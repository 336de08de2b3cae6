pub mod catalog;
pub mod clipper;
pub mod engine;
pub mod geometry;
pub mod retriever;
pub mod selector;
pub mod writer;

pub use crate::domain::model::{AreaOfInterest, RunReport, SceneRecord, SearchWindow};
pub use crate::domain::ports::{SceneCatalog, Storage};
pub use crate::utils::error::Result;
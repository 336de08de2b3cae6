use crate::domain::ports::Storage;
use crate::utils::error::Result;
use std::fs;
use std::path::PathBuf;

/// Filesystem-backed artifact storage rooted at the output directory.
/// Writes replace any existing file of the same name, which is what
/// makes re-runs idempotent.
#[derive(Debug, Clone)]
pub struct LocalStorage {
    base_path: PathBuf,
}

impl LocalStorage {
    pub fn new(base_path: impl Into<PathBuf>) -> Self {
        Self {
            base_path: base_path.into(),
        }
    }
}

impl Storage for LocalStorage {
    async fn read_file(&self, path: &str) -> Result<Vec<u8>> {
        Ok(fs::read(self.base_path.join(path))?)
    }

    async fn write_file(&self, path: &str, data: &[u8]) -> Result<()> {
        let full_path = self.base_path.join(path);

        if let Some(parent) = full_path.parent() {
            fs::create_dir_all(parent)?;
        }

        fs::write(full_path, data)?;
        Ok(())
    }
}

Work to be completed —
What is needed is the number of lines in the records that contain the string "impl", stated with nothing else.

Response below —
3